Fig. 1. Identification of PDAC subtypes by gene signatures.

a Heatmap of the three consensus clusters based on 4 groups of tumor-related signatures determined by Chan-Seng-Yue et al.²³. Expression values were scaled in the row direction. Signatures 2 and 10 are basal-related signatures, while signatures 1 and 6 are classical-related signatures. Our PDAC samples were classified into basal-like (n = 17), hybrid (n = 23) and classical (n = 22) tumors. b Cumulative distribution function (CDF) plot from consensus clustering for different k values in our RNA-seq cohort. We chose k = 3 as the optimal cluster number. c Comparison of tumor clusters in (a) to the previous subtyping scheme by Moffitt et al.⁶. d Volcano plot showing differential gene expression in basal-like tumors compared with classical tumors.

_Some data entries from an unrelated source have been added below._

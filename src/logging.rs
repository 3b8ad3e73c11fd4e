//! Logging System
//!
//! Structured logging using the `tracing` crate. Level, format, and destination
//! come from [`LoggingConfig`], with `RECLASS_LOG*` environment variables taking
//! precedence.

use crate::error::ApiError;
use serde::{Deserialize, Serialize};
use std::collections::HashMap;
use std::path::PathBuf;
use std::sync::Arc;
use tracing_subscriber::fmt::time::ChronoUtc;
use tracing_subscriber::fmt::writer::{BoxMakeWriter, MakeWriterExt};
use tracing_subscriber::{fmt, layer::SubscriberExt, util::SubscriberInitExt, EnvFilter, Registry};

/// Resolve the log file path with precedence: explicit, RECLASS_LOG_FILE env, config file, default.
///
/// Default uses the `ProjectDirs` state directory.
pub fn resolve_log_file_path(
    explicit: Option<PathBuf>,
    config_file: Option<PathBuf>,
) -> Result<PathBuf, ApiError> {
    if let Some(p) = explicit {
        if !p.as_os_str().is_empty() {
            return Ok(p);
        }
    }
    if let Ok(env_path) = std::env::var("RECLASS_LOG_FILE") {
        if !env_path.is_empty() {
            return Ok(PathBuf::from(env_path));
        }
    }
    if let Some(p) = config_file {
        if !p.as_os_str().is_empty() {
            return Ok(p);
        }
    }
    default_log_file_path()
}

fn default_log_file_path() -> Result<PathBuf, ApiError> {
    let project_dirs =
        directories::ProjectDirs::from("", "reclass-meta", "reclass-meta").ok_or_else(|| {
            ApiError::ConfigError(
                "Could not determine platform state directory for log file".to_string(),
            )
        })?;
    let state_dir = project_dirs
        .state_dir()
        .unwrap_or_else(|| project_dirs.data_local_dir());
    Ok(state_dir.join("reclass-meta.log"))
}

/// Logging configuration
#[derive(Debug, Clone, Serialize, Deserialize)]
pub struct LoggingConfig {
    /// Whether logging is enabled (default: true)
    #[serde(default = "default_true")]
    pub enabled: bool,

    /// Log level: trace, debug, info, warn, error, off
    #[serde(default = "default_log_level")]
    pub level: String,

    /// Output format: json, text (default: text)
    #[serde(default = "default_format")]
    pub format: String,

    /// Output destination: stdout, stderr, file, file+stderr, both
    #[serde(default = "default_output")]
    pub output: String,

    /// Log file path when output includes file; None means use runtime default
    #[serde(default)]
    pub file: Option<PathBuf>,

    /// Enable colored output (text format only, stdout/stderr only)
    #[serde(default = "default_true")]
    pub color: bool,

    /// Module-specific log levels
    #[serde(default)]
    pub modules: HashMap<String, String>,
}

fn default_log_level() -> String {
    "info".to_string()
}

fn default_format() -> String {
    "text".to_string()
}

fn default_output() -> String {
    "stderr".to_string()
}

fn default_true() -> bool {
    true
}

impl Default for LoggingConfig {
    fn default() -> Self {
        Self {
            enabled: default_true(),
            level: default_log_level(),
            format: default_format(),
            output: default_output(),
            file: None,
            color: default_true(),
            modules: HashMap::new(),
        }
    }
}

/// Initialize the global subscriber.
///
/// Priority order (highest to lowest):
/// 1. Environment variables (RECLASS_LOG, RECLASS_LOG_FORMAT, ...)
/// 2. Configuration
/// 3. Defaults
///
/// Fails if a global subscriber is already installed.
pub fn init_logging(config: Option<&LoggingConfig>) -> Result<(), ApiError> {
    if config.map(|c| !c.enabled).unwrap_or(false) {
        return Registry::default()
            .with(EnvFilter::new("off"))
            .try_init()
            .map_err(|e| ApiError::ConfigError(format!("Failed to install subscriber: {}", e)));
    }

    let filter = build_env_filter(config)?;
    let format = determine_format(config)?;
    let output = determine_output(config)?;
    let use_color = config.map(|c| c.color).unwrap_or(true) && !output.file;

    let writer = if output.file {
        let path = resolve_log_file_path(None, config.and_then(|c| c.file.clone()))?;
        let file = Arc::new(open_log_file(&path)?);
        if output.stderr {
            BoxMakeWriter::new(file.and(std::io::stderr))
        } else {
            BoxMakeWriter::new(file)
        }
    } else if output.stdout && output.stderr {
        BoxMakeWriter::new(std::io::stdout.and(std::io::stderr))
    } else if output.stdout {
        BoxMakeWriter::new(std::io::stdout)
    } else {
        BoxMakeWriter::new(std::io::stderr)
    };

    let base_subscriber = Registry::default().with(filter);
    let result = if format == "json" {
        base_subscriber
            .with(
                fmt::layer()
                    .json()
                    .with_target(true)
                    .with_timer(ChronoUtc::rfc_3339())
                    .with_writer(writer),
            )
            .try_init()
    } else {
        base_subscriber
            .with(
                fmt::layer()
                    .with_target(true)
                    .with_timer(ChronoUtc::rfc_3339())
                    .with_ansi(use_color)
                    .with_writer(writer),
            )
            .try_init()
    };

    result.map_err(|e| ApiError::ConfigError(format!("Failed to install subscriber: {}", e)))
}

fn open_log_file(path: &std::path::Path) -> Result<std::fs::File, ApiError> {
    if let Some(parent) = path.parent() {
        std::fs::create_dir_all(parent).map_err(|e| {
            ApiError::ConfigError(format!("Failed to create log directory: {}", e))
        })?;
    }
    std::fs::OpenOptions::new()
        .create(true)
        .append(true)
        .open(path)
        .map_err(|e| ApiError::ConfigError(format!("Failed to open log file {:?}: {}", path, e)))
}

/// Build environment filter from config or environment variables
fn build_env_filter(config: Option<&LoggingConfig>) -> Result<EnvFilter, ApiError> {
    if let Ok(filter) = EnvFilter::try_from_env("RECLASS_LOG") {
        return Ok(filter);
    }

    let level = config.map(|c| c.level.as_str()).unwrap_or("info");
    if level == "off" {
        return Ok(EnvFilter::new("off"));
    }

    let mut filter = EnvFilter::new(level);

    if let Some(config) = config {
        for (module, module_level) in &config.modules {
            let directive = format!("{}={}", module, module_level);
            filter = filter.add_directive(
                directive
                    .parse()
                    .map_err(|e| ApiError::ConfigError(format!("Invalid log directive: {}", e)))?,
            );
        }
    }

    if let Ok(modules_str) = std::env::var("RECLASS_LOG_MODULES") {
        for module_spec in modules_str.split(',') {
            if let Some((module, module_level)) = module_spec.split_once('=') {
                let directive = format!("{}={}", module.trim(), module_level.trim());
                filter = filter.add_directive(directive.parse().map_err(|e| {
                    ApiError::ConfigError(format!("Invalid log directive from env: {}", e))
                })?);
            }
        }
    }

    Ok(filter)
}

/// Determine output format from config or environment
fn determine_format(config: Option<&LoggingConfig>) -> Result<String, ApiError> {
    if let Ok(format) = std::env::var("RECLASS_LOG_FORMAT") {
        if format == "json" || format == "text" {
            return Ok(format);
        }
    }

    let format = config.map(|c| c.format.as_str()).unwrap_or("text");
    if format != "json" && format != "text" {
        return Err(ApiError::ConfigError(format!(
            "Invalid log format: {} (must be 'json' or 'text')",
            format
        )));
    }

    Ok(format.to_string())
}

/// Output destinations
#[derive(Debug, PartialEq, Eq)]
struct OutputDestinations {
    stdout: bool,
    stderr: bool,
    file: bool,
}

/// Determine output destinations from config or environment
fn determine_output(config: Option<&LoggingConfig>) -> Result<OutputDestinations, ApiError> {
    if let Ok(output) = std::env::var("RECLASS_LOG_OUTPUT") {
        return parse_output_destinations(&output);
    }
    let output = config.map(|c| c.output.as_str()).unwrap_or("stderr");
    parse_output_destinations(output)
}

fn parse_output_destinations(output: &str) -> Result<OutputDestinations, ApiError> {
    let (stdout, stderr, file) = match output {
        "stdout" => (true, false, false),
        "stderr" => (false, true, false),
        "file" => (false, false, true),
        "file+stderr" => (false, true, true),
        "both" => (true, true, false),
        _ => {
            return Err(ApiError::ConfigError(format!(
                "Invalid log output: {} (must be 'stdout', 'stderr', 'file', 'file+stderr', or 'both')",
                output
            )))
        }
    };
    Ok(OutputDestinations {
        stdout,
        stderr,
        file,
    })
}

The up- and down-regulated genes were determined by adjusted P value < 0.01 and log₂ fold change >1 and <1, respectively. e Enriched pathways of differentially expressed genes identified by GSEA in basal-like versus classical tumors. The length of bars denotes the normalized enrichment score of each category. f The boxplot denotes the proportion of five selected types of immune cells among basal-like, hybrid and classical tumors by CIBERSORTx. P values were determined by the Kruskal–Wallis test. * indicates the significance level.